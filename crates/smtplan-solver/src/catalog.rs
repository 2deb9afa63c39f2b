//! Routing catalog
//!
//! Resolves every product to an ordered sequence of effective routing steps:
//! either the product's configured routing or a synthesized default that
//! traverses all stages in declared order with a uniform base lead time.
//!
//! Each step carries its effective per-unit lead time
//! (`base × complexity × multiplier + fixed`) and the candidate lines that
//! may run it (active, supporting the stage, and passing the step's
//! allowed-line filter). Processing time on a candidate is
//! `ceil(leadtime × qty ÷ efficiency)`.

use std::collections::HashMap;

use smtplan_core::{Line, Product, ScheduleError, SchedulerOptions, Stage, StageId};

/// Lead time assumed for products without any configured routing,
/// in minutes per unit.
pub const DEFAULT_LEADTIME: f64 = 1.0;

/// One resolved routing step for one product.
#[derive(Clone, Debug)]
pub struct CatalogStep {
    pub stage_id: StageId,
    pub stage_order: u32,
    pub stage_name: String,
    /// Effective lead time in minutes per unit, all factors applied
    pub leadtime: f64,
    /// Candidate lines as indices into the input line slice
    pub candidates: Vec<usize>,
}

/// Resolved routings for all products, indexed like the product slice.
#[derive(Clone, Debug)]
pub struct RoutingCatalog {
    per_product: Vec<Vec<CatalogStep>>,
}

impl RoutingCatalog {
    /// Resolve all products against the stage set and line fleet.
    ///
    /// `stages` must already be sorted by `order`. Fails when a configured
    /// routing references an unknown stage, breaks sequence monotonicity,
    /// or leaves a step with no candidate line.
    pub fn build(
        stages: &[Stage],
        lines: &[Line],
        products: &[Product],
        options: &SchedulerOptions,
    ) -> Result<Self, ScheduleError> {
        let stage_by_id: HashMap<StageId, &Stage> = stages.iter().map(|s| (s.id, s)).collect();

        let mut per_product = Vec::with_capacity(products.len());
        for product in products {
            let routing = if options.enable_custom_routing {
                product.routing.as_ref()
            } else {
                None
            };

            let steps = match routing {
                Some(routing) if !routing.steps.is_empty() => {
                    let mut steps = routing.steps.clone();
                    steps.sort_by_key(|s| s.sequence);
                    let mut last_sequence = None;
                    let mut resolved = Vec::with_capacity(steps.len());
                    for step in &steps {
                        if last_sequence.is_some_and(|prev| step.sequence <= prev) {
                            return Err(ScheduleError::InvalidRouting {
                                product: product.id.clone(),
                                reason: format!(
                                    "step sequences must be strictly increasing (saw {} twice)",
                                    step.sequence
                                ),
                            });
                        }
                        last_sequence = Some(step.sequence);

                        let stage = stage_by_id.get(&step.stage_id).ok_or_else(|| {
                            ScheduleError::InvalidRouting {
                                product: product.id.clone(),
                                reason: format!("unknown stage {}", step.stage_id),
                            }
                        })?;

                        let base = routing
                            .stage_leadtimes
                            .get(&step.stage_id)
                            .copied()
                            .unwrap_or(routing.base_leadtime);
                        let leadtime =
                            base * routing.complexity * step.multiplier + step.fixed_minutes as f64;

                        let candidates = candidate_lines(
                            lines,
                            step.stage_id,
                            step.allowed_lines.as_deref(),
                        );
                        if candidates.is_empty() {
                            return Err(ScheduleError::NoCandidateLine {
                                product: product.id.clone(),
                                stage: step.stage_id,
                            });
                        }

                        resolved.push(CatalogStep {
                            stage_id: step.stage_id,
                            stage_order: stage.order,
                            stage_name: stage.name.clone(),
                            leadtime,
                            candidates,
                        });
                    }
                    resolved
                }
                _ => {
                    // Default routing: every stage in declared order. A
                    // routing without steps still contributes its lead time
                    // and complexity.
                    let (base, complexity) = routing
                        .map_or((DEFAULT_LEADTIME, 1.0), |r| (r.base_leadtime, r.complexity));
                    let mut resolved = Vec::with_capacity(stages.len());
                    for stage in stages {
                        let candidates = candidate_lines(lines, stage.id, None);
                        if candidates.is_empty() {
                            return Err(ScheduleError::NoCandidateLine {
                                product: product.id.clone(),
                                stage: stage.id,
                            });
                        }
                        resolved.push(CatalogStep {
                            stage_id: stage.id,
                            stage_order: stage.order,
                            stage_name: stage.name.clone(),
                            leadtime: base * complexity,
                            candidates,
                        });
                    }
                    resolved
                }
            };

            per_product.push(steps);
        }

        Ok(Self { per_product })
    }

    /// The resolved steps of one product, in routing order.
    pub fn steps(&self, product_idx: usize) -> &[CatalogStep] {
        &self.per_product[product_idx]
    }

    /// The resolved step of one product at a given stage, if routed.
    pub fn step_at(&self, product_idx: usize, stage_id: StageId) -> Option<&CatalogStep> {
        self.per_product[product_idx]
            .iter()
            .find(|s| s.stage_id == stage_id)
    }

    /// Processing minutes for `qty` units of a step on a candidate line.
    ///
    /// Returns `None` when the line is not a candidate for this step.
    pub fn processing_minutes(
        &self,
        step: &CatalogStep,
        qty: u32,
        lines: &[Line],
        line_idx: usize,
    ) -> Option<i64> {
        if !step.candidates.contains(&line_idx) {
            return None;
        }
        let efficiency = lines[line_idx].efficiency_at(step.stage_id)?;
        Some((step.leadtime * f64::from(qty) / efficiency).ceil() as i64)
    }

    /// The cheapest processing time for `qty` units over all candidates.
    pub fn min_processing_minutes(&self, step: &CatalogStep, qty: u32, lines: &[Line]) -> i64 {
        step.candidates
            .iter()
            .filter_map(|&idx| self.processing_minutes(step, qty, lines, idx))
            .min()
            .unwrap_or(0)
    }
}

/// Active lines that support `stage` and pass the allowed-line filter.
fn candidate_lines(lines: &[Line], stage: StageId, allowed: Option<&[String]>) -> Vec<usize> {
    lines
        .iter()
        .enumerate()
        .filter(|(_, line)| line.active && line.supports(stage))
        .filter(|(_, line)| allowed.map_or(true, |ids| ids.iter().any(|id| *id == line.id)))
        .map(|(idx, _)| idx)
        .collect()
}

// ============================================================================
// Tests
// ============================================================================

#[cfg(test)]
mod tests {
    use super::*;
    use pretty_assertions::assert_eq;
    use smtplan_core::{Routing, RoutingStep};

    fn stages() -> Vec<Stage> {
        vec![
            Stage::new(1, "Solder Paste", 1),
            Stage::new(2, "Pick & Place", 2),
            Stage::new(3, "Reflow", 3),
        ]
    }

    fn lines() -> Vec<Line> {
        vec![
            Line::new("SMT-1").capability(1, 1.0).capability(2, 1.0).capability(3, 1.0),
            Line::new("SMT-2").capability(2, 0.5),
        ]
    }

    #[test]
    fn default_routing_visits_all_stages_in_order() {
        let products = vec![Product::new("P1").order_qty(10)];
        let catalog =
            RoutingCatalog::build(&stages(), &lines(), &products, &SchedulerOptions::default())
                .unwrap();

        let steps = catalog.steps(0);
        assert_eq!(steps.len(), 3);
        assert_eq!(
            steps.iter().map(|s| s.stage_id).collect::<Vec<_>>(),
            vec![1, 2, 3]
        );
        assert_eq!(steps[0].leadtime, DEFAULT_LEADTIME);
    }

    #[test]
    fn custom_routing_applies_overrides_and_factors() {
        let routing = Routing::new(0.5)
            .complexity(2.0)
            .step(RoutingStep::new(1, 1))
            .step(RoutingStep::new(3, 2).multiplier(3.0).fixed_minutes(7))
            .stage_leadtime(3, 1.0);
        let products = vec![Product::new("P1").order_qty(10).routing(routing)];

        let catalog =
            RoutingCatalog::build(&stages(), &lines(), &products, &SchedulerOptions::default())
                .unwrap();

        let steps = catalog.steps(0);
        assert_eq!(steps.len(), 2);
        // base 0.5 x complexity 2.0 x multiplier 1.0
        assert_eq!(steps[0].leadtime, 1.0);
        // override 1.0 x complexity 2.0 x multiplier 3.0 + fixed 7
        assert_eq!(steps[1].leadtime, 13.0);
    }

    #[test]
    fn custom_routing_disabled_falls_back_to_default() {
        let routing = Routing::new(0.5).step(RoutingStep::new(2, 1));
        let products = vec![Product::new("P1").order_qty(10).routing(routing)];
        let options = SchedulerOptions {
            enable_custom_routing: false,
            ..SchedulerOptions::default()
        };

        let catalog = RoutingCatalog::build(&stages(), &lines(), &products, &options).unwrap();
        assert_eq!(catalog.steps(0).len(), 3);
    }

    #[test]
    fn allowed_line_filter_excludes_lines() {
        let routing = Routing::new(1.0)
            .step(RoutingStep::new(2, 1).allowed_lines(vec!["SMT-2".into()]));
        let products = vec![Product::new("P1").order_qty(10).routing(routing)];

        let catalog =
            RoutingCatalog::build(&stages(), &lines(), &products, &SchedulerOptions::default())
                .unwrap();

        // Only SMT-2 (index 1) remains a candidate
        assert_eq!(catalog.steps(0)[0].candidates, vec![1]);
    }

    #[test]
    fn empty_candidate_set_is_a_structural_error() {
        let routing = Routing::new(1.0)
            .step(RoutingStep::new(1, 1).allowed_lines(vec!["SMT-2".into()]));
        let products = vec![Product::new("P1").order_qty(10).routing(routing)];

        let err =
            RoutingCatalog::build(&stages(), &lines(), &products, &SchedulerOptions::default())
                .unwrap_err();
        assert!(matches!(err, ScheduleError::NoCandidateLine { stage: 1, .. }));
    }

    #[test]
    fn non_monotone_sequences_are_rejected() {
        let routing = Routing::new(1.0)
            .step(RoutingStep::new(1, 1))
            .step(RoutingStep::new(2, 1));
        let products = vec![Product::new("P1").order_qty(10).routing(routing)];

        let err =
            RoutingCatalog::build(&stages(), &lines(), &products, &SchedulerOptions::default())
                .unwrap_err();
        assert!(matches!(err, ScheduleError::InvalidRouting { .. }));
    }

    #[test]
    fn processing_time_divides_by_efficiency_and_rounds_up() {
        let products = vec![Product::new("P1").order_qty(10)];
        let catalog =
            RoutingCatalog::build(&stages(), &lines(), &products, &SchedulerOptions::default())
                .unwrap();
        let lines = lines();

        let step = &catalog.steps(0)[1]; // stage 2, supported by both lines
        assert_eq!(catalog.processing_minutes(step, 100, &lines, 0), Some(100));
        // SMT-2 runs stage 2 at half speed
        assert_eq!(catalog.processing_minutes(step, 100, &lines, 1), Some(200));
        assert_eq!(catalog.min_processing_minutes(step, 100, &lines), 100);
    }
}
------------------------------------
Activity: "InvalidRouting" is the string to look for; please copy every line of the records above where it appears.

Solution to this problem:
                            return Err(ScheduleError::InvalidRouting {
                            ScheduleError::InvalidRouting {
        assert!(matches!(err, ScheduleError::InvalidRouting { .. }));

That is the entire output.